The results of our study contain mixed evidence supporting an association between low 25(OH)D levels and periodontal disease. Our observation of associations between low 25(OH)D thresholds and increased odds of GI at the bivariate level are consistent with other studies supporting a relation between 25(OH)D levels and periodontal disease.14,15,17 Likewise, our observation of a significant association between the 25(OH)D threshold of < 75 nmol/L and increased relative risk of LOA in the multiple logistic regression analysis is also consistent with these other studies.14,15,17 Conversely, our observation of no association between low 25(OH)D thresholds and LOA at the bivariate level and low 25(OH)D thresholds and GI in the multiple regression analysis is more in line with results from published longitudinal studies.19,20
Limitations of the present study include the cross-sectional design as well as how the markers of periodontal disease were defined in the CHMS. The cross-sectional design does not permit the determination of causality or the determination of 25(OH)D levels at the time when attachment loss occurred. Measurements for GI and LOA were performed on 6 and 10 indicator teeth. Furthermore, the worst score for each participant was then used to categorize participants into 1 of the categories for GI or LOA resulting in greater potential to overestimate or underestimate the severity and extent of periodontal disease than if full-mouth probing had been used. The use of GI may increase the subjectivity in this assessment compared with an assessment of bleeding on probing. However, data on bleeding on probing were not available. This subjectivity could lead to the overestimation or underestimation of periodontal disease. An additional limitation is that fact that our samples included participants spanning considerable age ranges: 13–79 years for GI and 20–79 years for LOA. Youth and younger adults are likely to have better oral health than older adults, which may have affected our analysis of selected periodontal outcome measures. The possibility that unaccounted residual confounding variables is another limitation of this study.

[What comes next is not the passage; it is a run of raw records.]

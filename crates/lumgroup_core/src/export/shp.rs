//! Shapefile export of a reconciled layer.
//!
//! # Responsibility
//! - Map layer columns to dBase fields and geometries to ESRI shapes.
//! - Write `.shp/.shx/.dbf` (and `.prj` when the SRS is known).
//! - Report writer status and verify the output independently of it.
//!
//! # Invariants
//! - The target path always ends in `.shp`.
//! - Export never mutates the layer and never panics on bad rows; rows whose
//!   geometry cannot be represented are skipped and counted.

use crate::gpkg::geometry::{decode_gpkg_blob, Coord, Geometry, GeometryValue};
use crate::model::layer::{AttributeValue, ColumnInfo, LayerRow};
use crate::repo::layer_repo::{LayerRepository, RepoError};
use log::{error, info, warn};
use once_cell::sync::Lazy;
use regex::Regex;
use serde::Serialize;
use shapefile::dbase::{FieldName, FieldValue, Record, TableWriterBuilder};
use shapefile::record::EsriShape;
use shapefile::{
    Multipoint, MultipointZ, Point, PointZ, Polygon, PolygonRing, PolygonZ, Polyline, PolylineZ,
    Writer, NO_DATA,
};
use std::collections::HashSet;
use std::error::Error;
use std::fmt::{Display, Formatter};
use std::path::{Path, PathBuf};
use std::time::Instant;

const SHP_EXTENSION: &str = "shp";
const SIDECAR_EXTENSIONS: [&str; 3] = ["shx", "dbf", "prj"];
const DBF_NAME_MAX_CHARS: usize = 10;
const DBF_CHAR_MAX_BYTES: usize = 254;
const DBF_INTEGER_LENGTH: u8 = 18;
const DBF_REAL_LENGTH: u8 = 20;
const DBF_REAL_DECIMALS: u8 = 8;

static DBF_INVALID_CHARS_RE: Lazy<Regex> =
    Lazy::new(|| Regex::new(r"[^A-Za-z0-9_]").expect("valid dbf name regex"));

pub type ExportResult<T> = Result<T, ExportError>;

#[derive(Debug)]
pub enum ExportError {
    Repo(RepoError),
    Shapefile(shapefile::Error),
    Io(std::io::Error),
    FieldName { column: String, reason: String },
    NoSupportedGeometry,
}

impl Display for ExportError {
    fn fmt(&self, f: &mut Formatter<'_>) -> std::fmt::Result {
        match self {
            Self::Repo(err) => write!(f, "{err}"),
            Self::Shapefile(err) => write!(f, "shapefile writer failed: {err}"),
            Self::Io(err) => write!(f, "{err}"),
            Self::FieldName { column, reason } => {
                write!(f, "column `{column}` cannot be exported: {reason}")
            }
            Self::NoSupportedGeometry => {
                write!(f, "layer has no geometry representable as a shapefile shape")
            }
        }
    }
}

impl Error for ExportError {
    fn source(&self) -> Option<&(dyn Error + 'static)> {
        match self {
            Self::Repo(err) => Some(err),
            Self::Shapefile(err) => Some(err),
            Self::Io(err) => Some(err),
            Self::FieldName { .. } | Self::NoSupportedGeometry => None,
        }
    }
}

impl From<RepoError> for ExportError {
    fn from(value: RepoError) -> Self {
        Self::Repo(value)
    }
}

impl From<shapefile::Error> for ExportError {
    fn from(value: shapefile::Error) -> Self {
        Self::Shapefile(value)
    }
}

impl From<std::io::Error> for ExportError {
    fn from(value: std::io::Error) -> Self {
        Self::Io(value)
    }
}

/// Result of one export attempt.
#[derive(Debug, Clone, PartialEq, Eq, Serialize)]
pub struct ExportReport {
    pub path: PathBuf,
    pub features_written: usize,
    pub features_skipped: usize,
    /// Writer-reported failure, if any.
    pub writer_error: Option<String>,
    /// Whether the `.shp` file exists after the attempt.
    pub verified: bool,
}

impl ExportReport {
    /// True when the writer reported an error but the output exists anyway.
    pub fn is_suspect_failure(&self) -> bool {
        self.writer_error.is_some() && self.verified
    }
}

/// Appends `.shp` unless the path already ends with it (case-insensitive).
pub fn ensure_shp_extension(path: impl AsRef<Path>) -> PathBuf {
    let path = path.as_ref();
    let has_extension = path
        .extension()
        .and_then(|ext| ext.to_str())
        .is_some_and(|ext| ext.eq_ignore_ascii_case(SHP_EXTENSION));
    if has_extension {
        return path.to_path_buf();
    }
    let mut raw = path.as_os_str().to_os_string();
    raw.push(".");
    raw.push(SHP_EXTENSION);
    PathBuf::from(raw)
}

/// Default output: `<input dir>/<input stem>_<layer>.shp`.
pub fn default_output_path(input: impl AsRef<Path>, layer: &str) -> PathBuf {
    let input = input.as_ref();
    let stem = input
        .file_stem()
        .map(|stem| stem.to_string_lossy().into_owned())
        .unwrap_or_else(|| "layer".to_string());
    input.with_file_name(format!("{stem}_{layer}.{SHP_EXTENSION}"))
}

/// Exports the repository's layer to a shapefile at `target`.
///
/// Writer failures are captured in the report rather than returned; callers
/// should trust `verified` over `writer_error`. Files left at `target` by an
/// earlier export are removed first, so `verified` only reflects this run.
pub fn export_layer<R: LayerRepository + ?Sized>(
    repo: &R,
    target: impl AsRef<Path>,
) -> ExportReport {
    let path = ensure_shp_extension(target);
    let started_at = Instant::now();
    let layer = repo.layer().name.clone();
    info!(
        "event=shapefile_export module=export status=start layer={} path={}",
        layer,
        path.display()
    );

    let cleared = clear_previous_output(&path);
    let fresh = cleared.is_ok();
    let (written, skipped, writer_error) = match cleared.and_then(|()| write_layer(repo, &path)) {
        Ok((written, skipped)) => (written, skipped, None),
        Err(err) => {
            error!(
                "event=shapefile_export module=export status=error layer={} duration_ms={} error_code=export_failed error={}",
                layer,
                started_at.elapsed().as_millis(),
                err
            );
            (0, 0, Some(err.to_string()))
        }
    };

    let verified = fresh && path.is_file();
    if writer_error.is_some() && verified {
        warn!(
            "event=shapefile_export module=export status=warn layer={} reason=writer_error_but_output_exists",
            layer
        );
    } else if writer_error.is_none() {
        info!(
            "event=shapefile_export module=export status=ok layer={} duration_ms={} written={} skipped={} verified={}",
            layer,
            started_at.elapsed().as_millis(),
            written,
            skipped,
            verified
        );
    }

    ExportReport {
        path,
        features_written: written,
        features_skipped: skipped,
        writer_error,
        verified,
    }
}

/// Removes a previous `.shp` and its sidecars so stale files cannot pass verification.
fn clear_previous_output(path: &Path) -> ExportResult<()> {
    let sidecars = SIDECAR_EXTENSIONS.iter().map(|ext| path.with_extension(ext));
    for file in std::iter::once(path.to_path_buf()).chain(sidecars) {
        if file.is_file() {
            std::fs::remove_file(&file)?;
        }
    }
    Ok(())
}

fn write_layer<R: LayerRepository + ?Sized>(
    repo: &R,
    path: &Path,
) -> ExportResult<(usize, usize)> {
    let columns = repo.attribute_columns()?;
    let fields = plan_fields(&columns);
    let rows = repo.scan_rows()?;

    let prepared: Vec<PreparedRow> = rows
        .into_iter()
        .map(|row| prepare_row(row, &fields))
        .collect();
    let kind = detect_kind(&prepared)
        .or_else(|| declared_kind(repo.layer().geometry_type.as_deref()))
        .ok_or(ExportError::NoSupportedGeometry)?;

    let table = fields
        .iter()
        .try_fold(TableWriterBuilder::new(), |builder, field| {
            let name =
                FieldName::try_from(field.key.as_str()).map_err(|err| ExportError::FieldName {
                    column: field.column.clone(),
                    reason: format!("{err:?}"),
                })?;
            Ok::<_, ExportError>(match field.kind {
                DbfKind::Integer => builder.add_numeric_field(name, DBF_INTEGER_LENGTH, 0),
                DbfKind::Real => {
                    builder.add_numeric_field(name, DBF_REAL_LENGTH, DBF_REAL_DECIMALS)
                }
                DbfKind::Character => builder.add_character_field(name, DBF_CHAR_MAX_BYTES as u8),
            })
        })?;

    let counts = match (kind.family, kind.has_z) {
        (ShapeFamily::Point, false) => write_shapes(path, table, &prepared, to_point)?,
        (ShapeFamily::Point, true) => write_shapes(path, table, &prepared, to_point_z)?,
        (ShapeFamily::Multipoint, false) => write_shapes(path, table, &prepared, to_multipoint)?,
        (ShapeFamily::Multipoint, true) => {
            write_shapes(path, table, &prepared, to_multipoint_z)?
        }
        (ShapeFamily::Polyline, false) => write_shapes(path, table, &prepared, to_polyline)?,
        (ShapeFamily::Polyline, true) => write_shapes(path, table, &prepared, to_polyline_z)?,
        (ShapeFamily::Polygon, false) => write_shapes(path, table, &prepared, to_polygon)?,
        (ShapeFamily::Polygon, true) => write_shapes(path, table, &prepared, to_polygon_z)?,
    };

    if let Some(definition) = repo.srs_definition()? {
        std::fs::write(path.with_extension("prj"), definition)?;
    }

    Ok(counts)
}

fn write_shapes<S, F>(
    path: &Path,
    table: TableWriterBuilder,
    rows: &[PreparedRow],
    convert: F,
) -> ExportResult<(usize, usize)>
where
    S: EsriShape,
    F: Fn(&Geometry) -> Option<S>,
{
    let mut writer = Writer::from_path(path, table)?;
    let mut written = 0;
    let mut skipped = 0;
    for row in rows {
        match row.geometry.as_ref().and_then(&convert) {
            Some(shape) => {
                writer.write_shape_and_record(&shape, &row.record)?;
                written += 1;
            }
            None => {
                warn!(
                    "event=shapefile_export module=export status=warn reason=geometry_skipped internal_id={}",
                    row.internal_id
                );
                skipped += 1;
            }
        }
    }
    Ok((written, skipped))
}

Strengths of this study include the large size and representative nature of the sample under investigation and the examiner calibration. Another advantage is the availability of actual 25(OH)D levels, which is the recognized gold standard in determining a person’s overall vitamin D status, instead of relying on dietary intake estimates.
Conclusions
Although cross-sectional studies14,15,17 have provided strong evidence supporting a relation between vitamin D status and periodontal disease, the largest and longest longitudinal study19 as well as a recent cross-sectional study20 failed to find an association between these two entities. The results of our study, performed on a representative sample of Canadian adults, provide modest evidence supporting a relation between low 25(OH)D concentrations and periodontal disease as measured by GI and LOA. Prospective studies with longer follow up are likely required to fully elucidate what effect, if any, vitamin D levels have on the progression of periodontal disease.